A tilápia brasileira, conhecida por sua carne branca, vem se estebelecendo como um verdadeiro “ouro líquido” nos mercados internacionais.
Produzida em abundância graças às condições naturais favoráveis do país, água de qualidade, clima adequado e grande extensão de áreas propícias à piscicultura, o peixe tornou-se o principal produto da aquicultura nacional, impulsionando exportações e fortalecendo o Brasil como protagonista mundial do setor.
Apesar dos avanços, o país ainda possui enorme potencial de crescimento, especialmente ao explorar mercados onde o consumo ainda é pouco, como a Europa.
O cenário europeu
Na Europa, o consumo de tilápia permanece baixo, com média de apenas 39 gramas por pessoa ao ano. O peixe ainda é restrito a comunidades étnicas e mercados de nicho, diferentemente dos Estados Unidos, onde seu consumo já é popular desde os anos 1990.
Para o Brasil, o desafio europeu exige estratégias diferenciadas:, como investir em marketing, fortalecer a imagem da qualidade do produto e apostar no transporte aéreo para tilápia fresca, capaz de conquistar novos consumidores.

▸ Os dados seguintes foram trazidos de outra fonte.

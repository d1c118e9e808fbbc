use clap::Parser;
use colored::Colorize;
use depusage::analysis::{DependencyReport, DependencyUsageAnalyzer, ExposureAnalyzer, FindingKind, UsageInput};
use depusage::baseline::Baseline;
use depusage::config::{Config, DependencyEntry, DependencyScope};
use depusage::dependency::{ArtifactCoordinates, DependencyDeclaration};
use depusage::discovery::{find_project_outputs, Artifact, ArtifactReader};
use depusage::graph::{ClassGraph, ClassGraphBuilder, ClassIndex, ParallelClassGraphBuilder};
use depusage::report::{ReportFormat, Reporter};
use miette::{IntoDiagnostic, Result, WrapErr};
use std::path::PathBuf;
use tracing::info;

/// depusage - Find unused and misconfigured JVM dependencies
#[derive(Parser, Debug)]
#[command(name = "depusage")]
#[command(author, version, about, long_about = None)]
struct Cli {
    /// Path to the project directory to analyze
    #[arg(default_value = ".")]
    path: PathBuf,

    /// Path to configuration file
    #[arg(short, long)]
    config: Option<PathBuf>,

    /// Project class directories or jars (can be specified multiple times)
    #[arg(short, long, value_name = "PATH")]
    project: Vec<PathBuf>,

    /// Api dependency as group:name:version=PATH
    #[arg(long, value_name = "COORDINATE=PATH", value_parser = parse_dependency_arg)]
    api: Vec<(String, PathBuf)>,

    /// Implementation dependency as group:name:version=PATH
    #[arg(long, value_name = "COORDINATE=PATH", value_parser = parse_dependency_arg)]
    implementation: Vec<(String, PathBuf)>,

    /// Transitive dependency as group:name:version=PATH
    #[arg(long, value_name = "COORDINATE=PATH", value_parser = parse_dependency_arg)]
    transitive: Vec<(String, PathBuf)>,

    /// Class entry patterns to exclude (can be specified multiple times)
    #[arg(short, long)]
    exclude: Vec<String>,

    /// Dependency patterns to retain - never report (can be specified multiple times)
    #[arg(short, long)]
    retain: Vec<String>,

    /// Output format (defaults to the config file setting)
    #[arg(short, long, value_enum)]
    format: Option<OutputFormat>,

    /// Output file (for json/sarif formats)
    #[arg(short, long)]
    output: Option<PathBuf>,

    /// Read and parse artifacts in parallel
    #[arg(long)]
    parallel: bool,

    /// Skip the api/implementation exposure check
    #[arg(long)]
    no_exposure: bool,

    /// Baseline file for ignoring existing findings
    #[arg(long, value_name = "FILE")]
    baseline: Option<PathBuf>,

    /// Generate a baseline file from current results
    #[arg(long, value_name = "FILE")]
    generate_baseline: Option<PathBuf>,

    /// Exit with an error when unused direct dependencies are found
    #[arg(long)]
    fail_on_unused: bool,

    /// Verbose output
    #[arg(short, long)]
    verbose: bool,

    /// Quiet mode - only output results
    #[arg(short, long)]
    quiet: bool,
}

#[derive(clap::ValueEnum, Clone, Copy, Debug)]
enum OutputFormat {
    Terminal,
    Json,
    Sarif,
}

impl From<OutputFormat> for ReportFormat {
    fn from(format: OutputFormat) -> Self {
        match format {
            OutputFormat::Terminal => ReportFormat::Terminal,
            OutputFormat::Json => ReportFormat::Json,
            OutputFormat::Sarif => ReportFormat::Sarif,
        }
    }
}

fn parse_dependency_arg(value: &str) -> std::result::Result<(String, PathBuf), String> {
    let (coordinate, path) = value
        .split_once('=')
        .ok_or_else(|| format!("expected group:name:version=PATH, got '{}'", value))?;
    coordinate
        .parse::<DependencyDeclaration>()
        .map_err(|e| e.to_string())?;
    if path.is_empty() {
        return Err(format!("missing artifact path in '{}'", value));
    }
    Ok((coordinate.to_string(), PathBuf::from(path)))
}

fn main() -> Result<()> {
    let cli = Cli::parse();

    // Initialize logging
    init_logging(cli.verbose, cli.quiet);

    info!("depusage v{}", env!("CARGO_PKG_VERSION"));

    // Load configuration
    let config = load_config(&cli)?;

    run_analysis(&config, &cli)
}

fn init_logging(verbose: bool, quiet: bool) {
    use tracing_subscriber::{EnvFilter, fmt};

    let filter = if quiet {
        EnvFilter::new("error")
    } else if verbose {
        EnvFilter::new("debug")
    } else {
        EnvFilter::new("info")
    };

    fmt()
        .with_env_filter(filter)
        .with_target(false)
        .with_writer(std::io::stderr)
        .init();
}

fn load_config(cli: &Cli) -> Result<Config> {
    let mut config = if let Some(config_path) = &cli.config {
        Config::from_file(config_path)?
    } else {
        // Try to load from default locations
        Config::from_default_locations(&cli.path)?
    };

    // Override with CLI arguments
    if !cli.project.is_empty() {
        config.project = cli.project.clone();
    }
    let declared = [
        (&cli.api, DependencyScope::Api),
        (&cli.implementation, DependencyScope::Implementation),
        (&cli.transitive, DependencyScope::Transitive),
    ];
    for (entries, scope) in declared {
        config.dependencies.extend(
            entries
                .iter()
                .map(|(coordinate, path)| DependencyEntry::new(coordinate.clone(), path.clone(), scope)),
        );
    }
    if !cli.exclude.is_empty() {
        config.exclude.extend(cli.exclude.clone());
    }
    if !cli.retain.is_empty() {
        config.retain.extend(cli.retain.clone());
    }
    if cli.no_exposure {
        config.report.check_api_exposure = false;
    }

    Ok(config)
}

fn run_analysis(config: &Config, cli: &Cli) -> Result<()> {
    use indicatif::{ProgressBar, ProgressStyle};
    use std::time::Instant;

    let start_time = Instant::now();

    // Step 1: Resolve artifacts
    let mut project = config.project_artifacts(&cli.path);
    if project.is_empty() {
        project = find_project_outputs(&cli.path)
            .into_iter()
            .map(Artifact::from_path)
            .collect();
        info!("Using {} conventional project output directories", project.len());
    }
    if project.is_empty() {
        eprintln!("{}", "No project class directories or jars found.".yellow());
        return Ok(());
    }
    let dependencies = config.dependency_artifacts(&cli.path)?;
    let dependency_set = config.dependency_set()?;

    info!(
        "Analyzing {} project artifacts against {} dependency artifacts",
        project.len(),
        dependencies.len()
    );

    // Step 2: Index classes
    let reader = ArtifactReader::from_config(config);
    let project_index = ClassIndex::build_with(&project, &reader, config.duplicate_classes)
        .into_diagnostic()
        .wrap_err("Failed to index project classes")?;
    let external_index = ClassIndex::build_with(&dependencies, &reader, config.duplicate_classes)
        .into_diagnostic()
        .wrap_err("Failed to index dependency classes")?;
    project_index
        .check_shadowing(&external_index, config.duplicate_classes)
        .into_diagnostic()
        .wrap_err("Project classes clash with dependency classes")?;

    info!(
        "Indexed {} project classes, {} dependency classes",
        project_index.len(),
        external_index.len()
    );

    // Step 3: Parse classes and build the reference graph, project first
    let artifacts: Vec<Artifact> = project.iter().chain(dependencies.iter()).cloned().collect();
    let graph: ClassGraph = if cli.parallel {
        if !cli.quiet {
            eprintln!(
                "{}",
                format!("⚡ Parallel mode: reading {} artifacts...", artifacts.len()).cyan()
            );
        }
        ParallelClassGraphBuilder::new()
            .with_reader(reader.clone())
            .build_from_artifacts(&artifacts)
            .into_diagnostic()
            .wrap_err("Failed to read class files")?
    } else {
        let pb = if cli.quiet {
            ProgressBar::hidden()
        } else {
            ProgressBar::new(artifacts.len() as u64)
        };
        pb.set_style(
            ProgressStyle::default_bar()
                .template("{spinner:.green} [{elapsed_precise}] [{bar:40.cyan/blue}] {pos}/{len} ({eta})")
                .into_diagnostic()?
                .progress_chars("#>-"),
        );

        info!("Parsing class files...");
        let mut graph_builder = ClassGraphBuilder::new().with_reader(reader.clone());

        for artifact in &artifacts {
            graph_builder
                .process_artifact(artifact)
                .into_diagnostic()
                .wrap_err_with(|| format!("Failed to read {}", artifact.path.display()))?;
            pb.inc(1);
        }
        pb.finish_and_clear();

        graph_builder.build()
    };

    info!(
        "Class graph: {} classes, {} references in {:.2}s",
        graph.class_count(),
        graph.reference_count(),
        start_time.elapsed().as_secs_f64()
    );

    // Step 4: Walk the graph from project classes
    let coordinates = ArtifactCoordinates::from_artifacts(&dependencies);
    let input = UsageInput {
        project: &project_index,
        external: &external_index,
        graph: &graph,
        coordinates: &coordinates,
        dependencies: &dependency_set,
    };

    let (usage, reachable) = DependencyUsageAnalyzer::new().analyze_with_reachable(&input);

    // Step 5: Api exposure check
    let exposure = if config.report.check_api_exposure {
        Some(ExposureAnalyzer::new().analyze(&input, &usage))
    } else {
        None
    };

    let mut report = DependencyReport::build(&input, usage, &reachable, exposure);
    report.apply_retain(config);

    info!("Found {} dependency findings", report.findings.len());

    // Step 6: Generate baseline if requested
    if let Some(ref baseline_path) = cli.generate_baseline {
        Baseline::from_findings(&report.findings)
            .save(baseline_path)
            .into_diagnostic()
            .wrap_err_with(|| format!("Failed to generate baseline {}", baseline_path.display()))?;
        if !cli.quiet {
            eprintln!(
                "{}",
                format!(
                    "📋 Baseline generated: {} ({} findings)",
                    baseline_path.display(),
                    report.findings.len()
                )
                .green()
            );
        }
    }

    // Step 7: Filter by baseline if provided
    if let Some(ref baseline_path) = cli.baseline {
        let baseline = Baseline::load(baseline_path)
            .into_diagnostic()
            .wrap_err_with(|| format!("Failed to load baseline {}", baseline_path.display()))?;
        if !cli.quiet {
            eprintln!("{}", format!("📋 Baseline: {}", baseline.stats(&report.findings)).cyan());
        }
        report.filter_findings(|finding| !baseline.is_baselined(finding));
    }

    // Step 8: Report results
    let format = cli
        .format
        .map(ReportFormat::from)
        .unwrap_or_else(|| ReportFormat::from_name(&config.report.format));
    let reporter = Reporter::new(format, cli.output.clone());
    reporter.report(&report)?;

    if cli.fail_on_unused && report.has_unused() {
        let unused = report
            .findings
            .iter()
            .filter(|finding| finding.kind == FindingKind::UnusedDirect)
            .count();
        miette::bail!("{} unused direct dependencies", unused);
    }

    Ok(())
}
// Class file reader.
//
// Decoding is done by jclassfile. References come from the structural parts
// (supertypes, member descriptors, Signature and annotation attributes) and
// from the constant pool. Method bodies are never decoded: every class a
// method body touches is already a CONSTANT_Class entry.

use super::descriptor::{class_constant_type, descriptor_types, signature_types};
use crate::graph::{ClassName, ClassReference, ReferenceKind};
use jclassfile::attributes::Attribute;
use jclassfile::class_file;
use jclassfile::constant_pool::ConstantPool;
use jclassfile::fields::FieldFlags;
use jclassfile::methods::MethodFlags;
use std::collections::BTreeSet;
use thiserror::Error;

const MAGIC: u32 = 0xCAFE_BABE;

/// Reasons a class file cannot be read
#[derive(Error, Debug, Clone, PartialEq, Eq)]
pub enum MalformedClassError {
    #[error("not a class file (magic {0:#010x})")]
    BadMagic(u32),
    #[error("class file truncated ({length} bytes)")]
    Truncated { length: usize },
    #[error("unreadable class file: {0}")]
    Unreadable(String),
    #[error("constant pool index {index} is not a {expected} entry")]
    BadConstantIndex { index: u16, expected: &'static str },
    #[error("invalid descriptor or signature `{0}`")]
    InvalidDescriptor(String),
}

/// Structural view of one class file
#[derive(Debug, Clone)]
pub struct ParsedClass {
    /// This class
    pub name: ClassName,

    /// Immediate superclass, `None` only for `java/lang/Object` itself
    pub super_class: Option<ClassName>,

    /// Directly implemented interfaces
    pub interfaces: Vec<ClassName>,

    /// Every other class this class references, tagged by where it was found
    pub references: BTreeSet<ClassReference>,
}

impl ParsedClass {
    /// Referenced class names, regardless of reference kind
    pub fn referenced_classes(&self) -> BTreeSet<ClassName> {
        self.references.iter().map(|r| r.target.clone()).collect()
    }
}

/// Parser for compiled `.class` files
#[derive(Debug, Default, Clone, Copy)]
pub struct ClassFileParser;

impl ClassFileParser {
    pub fn new() -> Self {
        Self
    }

    /// Parse one class file
    pub fn parse(&self, bytes: &[u8]) -> Result<ParsedClass, MalformedClassError> {
        let magic = bytes
            .get(..4)
            .and_then(|head| <[u8; 4]>::try_from(head).ok())
            .map(u32::from_be_bytes)
            .ok_or(MalformedClassError::Truncated { length: bytes.len() })?;
        if magic != MAGIC {
            return Err(MalformedClassError::BadMagic(magic));
        }

        let class = class_file::parse(bytes).map_err(|e| MalformedClassError::Unreadable(e.to_string()))?;
        let pool = class.constant_pool();
        let mut collector = ReferenceCollector::default();

        let name = ClassName::from_internal(class_name(pool, class.this_class())?);

        let super_class = if class.super_class() == 0 {
            None
        } else {
            let super_name = ClassName::from_internal(class_name(pool, class.super_class())?);
            collector.add(super_name.clone(), ReferenceKind::Supertype);
            Some(super_name)
        };

        let mut interfaces = Vec::new();
        for index in class.interfaces() {
            let interface = ClassName::from_internal(class_name(pool, *index)?);
            collector.add(interface.clone(), ReferenceKind::Supertype);
            interfaces.push(interface);
        }

        for field in class.fields() {
            let flags = field.access_flags();
            let kind =
                member_kind(flags.contains(FieldFlags::ACC_PUBLIC) || flags.contains(FieldFlags::ACC_PROTECTED));
            collector.add_descriptor(utf8(pool, field.descriptor_index())?, kind)?;
            collect_attributes(field.attributes(), pool, kind, &mut collector)?;
        }

        for method in class.methods() {
            let flags = method.access_flags();
            let kind =
                member_kind(flags.contains(MethodFlags::ACC_PUBLIC) || flags.contains(MethodFlags::ACC_PROTECTED));
            collector.add_descriptor(utf8(pool, method.descriptor_index())?, kind)?;
            collect_attributes(method.attributes(), pool, kind, &mut collector)?;
        }

        collect_attributes(class.attributes(), pool, ReferenceKind::Supertype, &mut collector)?;
        collect_constant_pool(pool, &mut collector)?;

        let mut references = collector.finish();
        references.retain(|r| r.target != name);

        Ok(ParsedClass {
            name,
            super_class,
            interfaces,
            references,
        })
    }
}

/// Set of class names one class file references.
///
/// A class without an explicit superclass still reports `java/lang/Object.class`.
pub fn extract_references(bytes: &[u8]) -> Result<BTreeSet<ClassName>, MalformedClassError> {
    Ok(ClassFileParser::new().parse(bytes)?.referenced_classes())
}

fn member_kind(visible: bool) -> ReferenceKind {
    if visible {
        ReferenceKind::ExposedSignature
    } else {
        ReferenceKind::InternalSignature
    }
}

/// `signature_kind` tags types found in the owner's `Signature` attribute.
/// Invisible annotations are compile-time only and skipped.
fn collect_attributes(
    attributes: &[Attribute],
    pool: &[ConstantPool],
    signature_kind: ReferenceKind,
    collector: &mut ReferenceCollector,
) -> Result<(), MalformedClassError> {
    for attribute in attributes {
        match attribute {
            Attribute::Signature { signature_index } => {
                collector.add_signature(utf8(pool, *signature_index)?, signature_kind)?;
            }
            Attribute::RuntimeVisibleAnnotations { annotations, .. } => {
                for annotation in annotations {
                    collector.add_descriptor(utf8(pool, annotation.type_index())?, ReferenceKind::Annotation)?;
                }
            }
            _ => {}
        }
    }
    Ok(())
}

/// Class constants and member descriptors anywhere in the pool
fn collect_constant_pool(pool: &[ConstantPool], collector: &mut ReferenceCollector) -> Result<(), MalformedClassError> {
    for entry in pool {
        match entry {
            ConstantPool::Class { name_index } => {
                if let Some(internal) = class_constant_type(utf8(pool, *name_index)?)? {
                    collector.add(ClassName::from_internal(&internal), ReferenceKind::ConstantPool);
                }
            }
            ConstantPool::NameAndType { descriptor_index, .. }
            | ConstantPool::MethodType { descriptor_index, .. } => {
                collector.add_descriptor(utf8(pool, *descriptor_index)?, ReferenceKind::ConstantPool)?;
            }
            _ => {}
        }
    }
    Ok(())
}

fn utf8(pool: &[ConstantPool], index: u16) -> Result<&str, MalformedClassError> {
    match pool.get(index as usize) {
        Some(ConstantPool::Utf8 { value }) => Ok(value.as_str()),
        _ => Err(MalformedClassError::BadConstantIndex {
            index,
            expected: "Utf8",
        }),
    }
}

fn class_name(pool: &[ConstantPool], index: u16) -> Result<&str, MalformedClassError> {
    match pool.get(index as usize) {
        Some(ConstantPool::Class { name_index }) => utf8(pool, *name_index),
        _ => Err(MalformedClassError::BadConstantIndex {
            index,
            expected: "Class",
        }),
    }
}

/// Accumulates references, keeping one entry per (class, kind)
#[derive(Default)]
struct ReferenceCollector {
    references: BTreeSet<ClassReference>,
}

impl ReferenceCollector {
    fn add(&mut self, target: ClassName, kind: ReferenceKind) {
        self.references.insert(ClassReference::new(target, kind));
    }

    fn add_all(&mut self, internals: Vec<String>, kind: ReferenceKind) {
        for internal in internals {
            self.add(ClassName::from_internal(&internal), kind);
        }
    }

    fn add_descriptor(&mut self, descriptor: &str, kind: ReferenceKind) -> Result<(), MalformedClassError> {
        self.add_all(descriptor_types(descriptor)?, kind);
        Ok(())
    }

    fn add_signature(&mut self, signature: &str, kind: ReferenceKind) -> Result<(), MalformedClassError> {
        self.add_all(signature_types(signature)?, kind);
        Ok(())
    }

    fn finish(self) -> BTreeSet<ClassReference> {
        self.references
    }
}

Além disso, a diferenciação frente a concorrentes como panga, polaca do Alasca e perca do Nilo será essencial para ampliar a participação brasileira.
Estados Unidos
Nos EUA, a tilápia já é um peixe de larga aceitação, especialmente nas versões fresca e congelada. A pesquisa da Embrapa destaca que há espaço para expansão de produtos premium, cortes diferenciados, tilápia vermelha e opções prontas para consumo.
Mesmo com o impacto de tarifas impostas em anos recentes, as exportações brasileiras se mantiveram estáveis, mostrando resiliência e potencial logístico para atender a demanda do mercado norte-americano com custos competitivos.
Crescimento da produção mundial
Entre 2013 e 2023, a produção global de tilápia cresceu 43%, liderada pela China (27% do total), seguida por Indonésia e Egito. O Brasil, por sua vez, saltou 161% no mesmo período, alcançando 440 mil toneladas e conquistando o quarto lugar mundial.
Esse avanço reforça a importância do país na aquicultura global e evidencia que há espaço para expandir ainda mais as exportações, especialmente em mercados emergentes e consumidores em busca de produtos de qualidade.
Estratégias para fortalecer o ouro líquido brasileiro
Para se destacar internacionalmente, a tilápia brasileira precisa unir qualidade, rastreabilidade e inovação. Na Europa, preços acessíveis e campanhas de marketing direcionadas serão essenciais; nos EUA, produtos premium e prontos para consumo podem garantir maior fatia de mercado.
Além disso, a valorização da tilápia frente ao aumento de custos de concorrentes internacionais, como a China, abre novas oportunidades para estruturar o peixe nacional como referência global.